Did Wyatt know what was in the truck? I couldn’t see it yet, because I was too short. And then, just as we were directly behind the truck, the crowd walked away laughing, and I saw her.
She was gigantic. She must have weighed five hundred pounds. Her body filled the entire bed of the truck. In fact, parts of her bulged over the sides, and I think that must have been painful.
Her short black hair had probably been cut with dull kitchen shears, because it stuck out in greasy, spiky strands. She wore what looked like a blue bed sheet sewn together, with holes cut for her arms. More tragic still, it was too short, or maybe it had been pulled up when she slid into the truck. No one would have been able to settle it down around her knees if she was sitting on it. It fell awkwardly just to the very top of her thighs.
She fiddled with a bag of malted milk balls—my favorite candy—and when she finally opened the bag, it exploded. The chocolate balls flew into the air in a thousand directions and fell. They made no sound, falling on her soft body or on the hot asphalt.
Her eyes have haunted me. I only caught them for a second as she glanced our way, wondering what we had to say to her.
“Don’t stare, Meg, it’s rude,” Wyatt said through his teeth, taking my hand in his and tugging me along gently.
But I wasn’t staring to be rude. I was intensely curious about the emptiness I saw there. I caught no hint of interest, no flicker of emotion. I looked back over my shoulder to make sure she was breathing.

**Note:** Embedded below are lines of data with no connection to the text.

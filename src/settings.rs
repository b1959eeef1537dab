//! Runtime settings, read from `Config.toml`.
//!
//! Only non-secret knobs live in the file; the upstream credential is
//! named here but read from the environment at request time.

use anyhow::{bail, Result};

use crate::proxy::UpstreamConfig;
use crate::render::RenderConfig;

#[derive(Debug, Clone)]
pub struct Settings {
    pub host: String,
    pub port: u16,
    pub assets_dir: String,
    /// Optional on-disk override for the embedded intent catalog.
    pub intents_file: Option<String>,
    pub remote_enabled: bool,
    pub proxy_url: String,
    pub upstream: UpstreamConfig,
    pub render: RenderConfig,
    pub max_history_turns: usize,
}

impl Settings {
    pub fn load() -> Result<Self> {
        let settings = config::Config::builder()
            .add_source(config::File::with_name("Config"))
            .build()?;
        Self::from_config(&settings)
    }

    pub fn from_config(settings: &config::Config) -> Result<Self> {
        let server_conf = settings.get_table("server")?;
        let host = server_conf["host"].clone().into_string()?;
        let port = server_conf["port"].clone().into_int()? as u16;

        let data_conf = settings.get_table("data")?;
        let assets_dir = data_conf["assets_dir"].clone().into_string()?;
        let intents_file = data_conf
            .get("intents_file")
            .cloned()
            .map(|v| v.into_string())
            .transpose()?;

        let remote_conf = settings.get_table("remote")?;
        let remote_enabled = remote_conf["enabled"].clone().into_bool()?;
        let proxy_url = remote_conf["proxy_url"].clone().into_string()?;

        let upstream_conf = settings.get_table("upstream")?;
        let upstream = UpstreamConfig {
            endpoint: upstream_conf["endpoint"].clone().into_string()?,
            api_key_env: upstream_conf["api_key_env"].clone().into_string()?,
        };

        let render_conf = settings.get_table("render")?;
        let render = RenderConfig {
            min_delay_ms: render_conf["min_delay_ms"].clone().into_int()? as u64,
            max_delay_ms: render_conf["max_delay_ms"].clone().into_int()? as u64,
            think_min_ms: render_conf["think_min_ms"].clone().into_int()? as u64,
            think_max_ms: render_conf["think_max_ms"].clone().into_int()? as u64,
        };
        if render.max_delay_ms < render.min_delay_ms {
            bail!("render.max_delay_ms must be >= render.min_delay_ms");
        }
        if render.think_max_ms < render.think_min_ms {
            bail!("render.think_max_ms must be >= render.think_min_ms");
        }

        let history_conf = settings.get_table("history")?;
        let max_history_turns = history_conf["max_turns"].clone().into_int()? as usize;
        if max_history_turns < 2 {
            bail!("history.max_turns must be at least 2");
        }

        Ok(Self {
            host,
            port,
            assets_dir,
            intents_file,
            remote_enabled,
            proxy_url,
            upstream,
            render,
            max_history_turns,
        })
    }
}

#[cfg(test)]
mod tests {
    use super::*;
    use config::{Config, File, FileFormat};

    const SAMPLE: &str = r#"
        [server]
        host = "127.0.0.1"
        port = 8080

        [data]
        assets_dir = "assets"

        [remote]
        enabled = true
        proxy_url = "http://127.0.0.1:8080/api/model"

        [upstream]
        endpoint = "https://example.invalid/v1beta/models/test:generateContent"
        api_key_env = "GEMINI_API_KEY"

        [render]
        min_delay_ms = 15
        max_delay_ms = 40
        think_min_ms = 500
        think_max_ms = 1500

        [history]
        max_turns = 64
    "#;

    fn parse(toml: &str) -> Result<Settings> {
        let settings = Config::builder()
            .add_source(File::from_str(toml, FileFormat::Toml))
            .build()?;
        Settings::from_config(&settings)
    }

    #[test]
    fn sample_settings_parse() {
        let settings = parse(SAMPLE).unwrap();
        assert_eq!(settings.port, 8080);
        assert!(settings.remote_enabled);
        assert!(settings.intents_file.is_none());
        assert_eq!(settings.upstream.api_key_env, "GEMINI_API_KEY");
        assert_eq!(settings.render.min_delay_ms, 15);
        assert_eq!(settings.max_history_turns, 64);
    }

    #[test]
    fn inverted_delay_bounds_are_rejected() {
        let toml = SAMPLE.replace("max_delay_ms = 40", "max_delay_ms = 5");
        assert!(parse(&toml).is_err());
    }

    #[test]
    fn tiny_history_cap_is_rejected() {
        let toml = SAMPLE.replace("max_turns = 64", "max_turns = 1");
        assert!(parse(&toml).is_err());
    }
}
//! The intent catalog and the keyword matcher.
//!
//! Intents are declared in a JSON document (embedded by default, overridable
//! from disk) and compiled at startup. Catalog order is match priority:
//! the first intent whose any matcher fires wins, so earlier intents shadow
//! later ones on ambiguous input.

use std::collections::HashMap;
use std::fmt;

use anyhow::{bail, Context, Result};
use regex::Regex;
use serde::{Deserialize, Serialize};

use crate::normalize::normalize;

/// Embedded persona catalog, parsed once at startup.
const BUILTIN_CATALOG: &str = include_str!("../data/intents.json");

/// The closed set of conversation topics. The conversation context can only
/// ever hold one of these, never an arbitrary string.
#[derive(Debug, Clone, Copy, PartialEq, Eq, Hash, Serialize, Deserialize)]
#[serde(rename_all = "lowercase")]
pub enum Topic {
    Sonder,
    Embers,
}

impl Topic {
    /// Declaration order, used as the deterministic fallback order when a
    /// topical pool has neither the current topic nor a general entry.
    pub const ALL: [Topic; 2] = [Topic::Sonder, Topic::Embers];
}

impl fmt::Display for Topic {
    fn fmt(&self, f: &mut fmt::Formatter<'_>) -> fmt::Result {
        match self {
            Topic::Sonder => write!(f, "sonder"),
            Topic::Embers => write!(f, "embers"),
        }
    }
}

/// A single trigger: a keyword or phrase compiled into a whole-word pattern.
///
/// `hi` must fire on "hi there" but never inside "this", so the raw trigger
/// is wrapped in word boundaries rather than substring-matched.
#[derive(Debug, Clone)]
pub struct Matcher {
    trigger: String,
    pattern: Regex,
}

impl Matcher {
    pub fn compile(trigger: &str) -> Result<Self> {
        let canonical = normalize(trigger);
        if canonical.is_empty() {
            bail!("matcher trigger '{}' is empty after normalization", trigger);
        }
        let pattern = Regex::new(&format!(r"\b{}\b", regex::escape(&canonical)))
            .with_context(|| format!("failed to compile matcher for '{}'", trigger))?;
        Ok(Self {
            trigger: canonical,
            pattern,
        })
    }

    /// Test against already-normalized input.
    pub fn is_match(&self, normalized: &str) -> bool {
        self.pattern.is_match(normalized)
    }

    pub fn trigger(&self) -> &str {
        &self.trigger
    }
}

/// Topic-keyed response pools with an optional general/default pool.
#[derive(Debug, Clone, Deserialize)]
pub struct TopicalPool {
    #[serde(default)]
    pub general: Vec<String>,
    #[serde(flatten)]
    pub by_topic: HashMap<Topic, Vec<String>>,
}

/// Candidate responses for an intent. The original data is duck-typed
/// (array vs. object of arrays); here the two shapes are explicit variants.
#[derive(Debug, Clone, Deserialize)]
#[serde(untagged)]
pub enum ResponsePool {
    Flat(Vec<String>),
    Topical(TopicalPool),
}

impl ResponsePool {
    /// Resolve the concrete pool for the current topic.
    ///
    /// Topical pools prefer the entry for the active topic, then the general
    /// pool, then the first topic in `Topic::ALL` order that has entries.
    /// That last step is the documented policy for catalogs that declare
    /// neither the active topic nor a general pool.
    pub fn resolve(&self, topic: Option<Topic>) -> &[String] {
        match self {
            ResponsePool::Flat(pool) => pool,
            ResponsePool::Topical(pools) => {
                if let Some(topic) = topic {
                    if let Some(pool) = pools.by_topic.get(&topic) {
                        if !pool.is_empty() {
                            return pool;
                        }
                    }
                }
                if !pools.general.is_empty() {
                    return &pools.general;
                }
                for topic in Topic::ALL {
                    if let Some(pool) = pools.by_topic.get(&topic) {
                        if !pool.is_empty() {
                            return pool;
                        }
                    }
                }
                &pools.general
            }
        }
    }

    fn is_empty(&self) -> bool {
        match self {
            ResponsePool::Flat(pool) => pool.is_empty(),
            ResponsePool::Topical(pools) => {
                pools.general.is_empty() && pools.by_topic.values().all(|p| p.is_empty())
            }
        }
    }
}

/// Declared form of an intent, straight out of the catalog JSON.
#[derive(Debug, Clone, Deserialize)]
pub struct IntentSpec {
    pub name: String,
    pub keywords: Vec<String>,
    #[serde(default)]
    pub sets_topic: Option<Topic>,
    pub responses: ResponsePool,
}

/// Compiled intent: the declared keywords turned into whole-word matchers.
#[derive(Debug, Clone)]
pub struct Intent {
    pub name: String,
    pub matchers: Vec<Matcher>,
    pub sets_topic: Option<Topic>,
    pub responses: ResponsePool,
}

impl Intent {
    fn compile(spec: IntentSpec) -> Result<Self> {
        let matchers = spec
            .keywords
            .iter()
            .map(|k| Matcher::compile(k))
            .collect::<Result<Vec<_>>>()
            .with_context(|| format!("intent '{}'", spec.name))?;
        Ok(Self {
            name: spec.name,
            matchers,
            sets_topic: spec.sets_topic,
            responses: spec.responses,
        })
    }
}

#[derive(Debug, Clone, Deserialize)]
struct CatalogFile {
    greeting: String,
    intents: Vec<IntentSpec>,
    fallback: Vec<String>,
}

/// The ordered intent catalog plus the generic fallback pool.
#[derive(Debug, Clone)]
pub struct Catalog {
    greeting: String,
    intents: Vec<Intent>,
    fallback: Vec<String>,
}

impl Catalog {
    /// Parse and compile a catalog document.
    pub fn from_json(json: &str) -> Result<Self> {
        let file: CatalogFile =
            serde_json::from_str(json).context("failed to parse intent catalog")?;
        let intents = file
            .intents
            .into_iter()
            .map(Intent::compile)
            .collect::<Result<Vec<_>>>()?;
        let catalog = Self {
            greeting: file.greeting,
            intents,
            fallback: file.fallback,
        };
        catalog.validate()?;
        Ok(catalog)
    }

    /// The embedded persona catalog.
    pub fn builtin() -> Result<Self> {
        Self::from_json(BUILTIN_CATALOG)
    }

    fn validate(&self) -> Result<()> {
        if self.intents.is_empty() {
            bail!("catalog declares no intents");
        }
        if self.fallback.len() < 3 {
            bail!(
                "fallback pool needs at least 3 entries, found {}",
                self.fallback.len()
            );
        }
        let mut seen = std::collections::HashSet::new();
        for intent in &self.intents {
            if !seen.insert(intent.name.as_str()) {
                bail!("duplicate intent name '{}'", intent.name);
            }
            if intent.matchers.is_empty() {
                bail!("intent '{}' declares no keywords", intent.name);
            }
            if intent.responses.is_empty() {
                bail!("intent '{}' has an empty response pool", intent.name);
            }
        }
        Ok(())
    }

    /// First-match-wins scan over the catalog in declaration order.
    /// Deterministic for a fixed catalog and input; no side effects.
    pub fn detect(&self, normalized: &str) -> Option<&Intent> {
        self.intents
            .iter()
            .find(|intent| intent.matchers.iter().any(|m| m.is_match(normalized)))
    }

    pub fn get(&self, name: &str) -> Option<&Intent> {
        self.intents.iter().find(|i| i.name == name)
    }

    pub fn greeting(&self) -> &str {
        &self.greeting
    }

    pub fn fallback(&self) -> &[String] {
        &self.fallback
    }

    pub fn len(&self) -> usize {
        self.intents.len()
    }

    pub fn is_empty(&self) -> bool {
        self.intents.is_empty()
    }
}

#[cfg(test)]
mod tests {
    use super::*;

    fn catalog() -> Catalog {
        Catalog::builtin().expect("builtin catalog must compile")
    }

    #[test]
    fn builtin_catalog_compiles_and_validates() {
        let cat = catalog();
        assert!(cat.len() >= 10);
        assert!(cat.fallback().len() >= 3);
        assert!(!cat.greeting().is_empty());
    }

    #[test]
    fn whole_word_matching_does_not_fire_on_substrings() {
        let cat = catalog();
        // "hi" must not match inside "this".
        assert!(cat.detect("this is great").is_none());
        assert_eq!(cat.detect("hi there").map(|i| i.name.as_str()), Some("greeting"));
    }

    #[test]
    fn phrase_matchers_require_the_full_token_sequence() {
        let cat = catalog();
        assert_eq!(
            cat.detect("tell me more").map(|i| i.name.as_str()),
            Some("continue")
        );
        // "who are you" as a phrase fires identity, not the bare "who" of
        // about_creator further down the catalog.
        assert_eq!(
            cat.detect("who are you").map(|i| i.name.as_str()),
            Some("identity")
        );
    }

    #[test]
    fn catalog_order_resolves_ambiguity_deterministically() {
        let cat = catalog();
        // "hello" + "sonder" both present: greeting is declared first.
        let first = cat.detect("hello tell me about sonder").map(|i| i.name.clone());
        assert_eq!(first.as_deref(), Some("greeting"));
        for _ in 0..10 {
            assert_eq!(
                cat.detect("hello tell me about sonder").map(|i| i.name.clone()),
                first
            );
        }
    }

    #[test]
    fn unmatched_input_detects_nothing() {
        let cat = catalog();
        assert!(cat.detect("xyzzy quantum flux").is_none());
        assert!(cat.detect("").is_none());
    }

    #[test]
    fn pools_deserialize_both_shapes() {
        let flat: ResponsePool = serde_json::from_str(r#"["a", "b"]"#).unwrap();
        assert!(matches!(flat, ResponsePool::Flat(ref p) if p.len() == 2));

        let topical: ResponsePool = serde_json::from_str(
            r#"{"sonder": ["s"], "embers": ["e"], "general": ["g"]}"#,
        )
        .unwrap();
        match topical {
            ResponsePool::Topical(p) => {
                assert_eq!(p.general, vec!["g"]);
                assert_eq!(p.by_topic[&Topic::Sonder], vec!["s"]);
            }
            ResponsePool::Flat(_) => panic!("expected topical pool"),
        }
    }

    #[test]
    fn unknown_topic_key_is_rejected_at_parse_time() {
        let result: std::result::Result<ResponsePool, _> =
            serde_json::from_str(r#"{"lighthouse": ["x"]}"#);
        assert!(result.is_err());
    }

    #[test]
    fn validation_rejects_empty_pools_and_thin_fallbacks() {
        let doc = r#"{
            "greeting": "hi.",
            "intents": [{"name": "empty", "keywords": ["x"], "responses": []}],
            "fallback": ["a", "b", "c"]
        }"#;
        assert!(Catalog::from_json(doc).is_err());

        let doc = r#"{
            "greeting": "hi.",
            "intents": [{"name": "ok", "keywords": ["x"], "responses": ["y"]}],
            "fallback": ["only", "two"]
        }"#;
        assert!(Catalog::from_json(doc).is_err());
    }

    #[test]
    fn matcher_normalizes_its_trigger() {
        let m = Matcher::compile("  Tell  Me MORE ").unwrap();
        assert_eq!(m.trigger(), "tell me more");
        assert!(m.is_match("please tell me more now"));
        assert!(!m.is_match("tell me"));
    }
}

She turned and tilted her head as she watched me and then, most amazingly, she smiled. And it wasn’t a malicious smile meant to scare me into not staring. Hers was a smile with sweetness in it. She liked children—she must have children, grandchildren—and she liked me.
Her eyes softened when I smiled back and waved, and she held her hand up to wave.
And because I was there, she was happy.
I repeated this story to Robin when she asked me, again, why I would feel guilty about Wyatt’s death. I couldn’t explain away my guilt; I just knew that I’d played a role. I’d touched the stage before the actors had entered and my touch had screwed something up. Wyatt died and I lived.
I pleaded with Robin to understand.
“My mother would be able to function if Wyatt were here instead of me,” I said.
Robin shook her head and put her pen to her lips. “That’s not true.”
“Wyatt’s death is connected to everything ugly in the world,” I added. “How can you not see that?”
The fan, buzzing away in the corner, oscillated my way, blowing long strands of my hair across my face. I left them there as an excuse to close my eyes.
“Why is your brother’s death part of a worldwide tragedy, Meg?”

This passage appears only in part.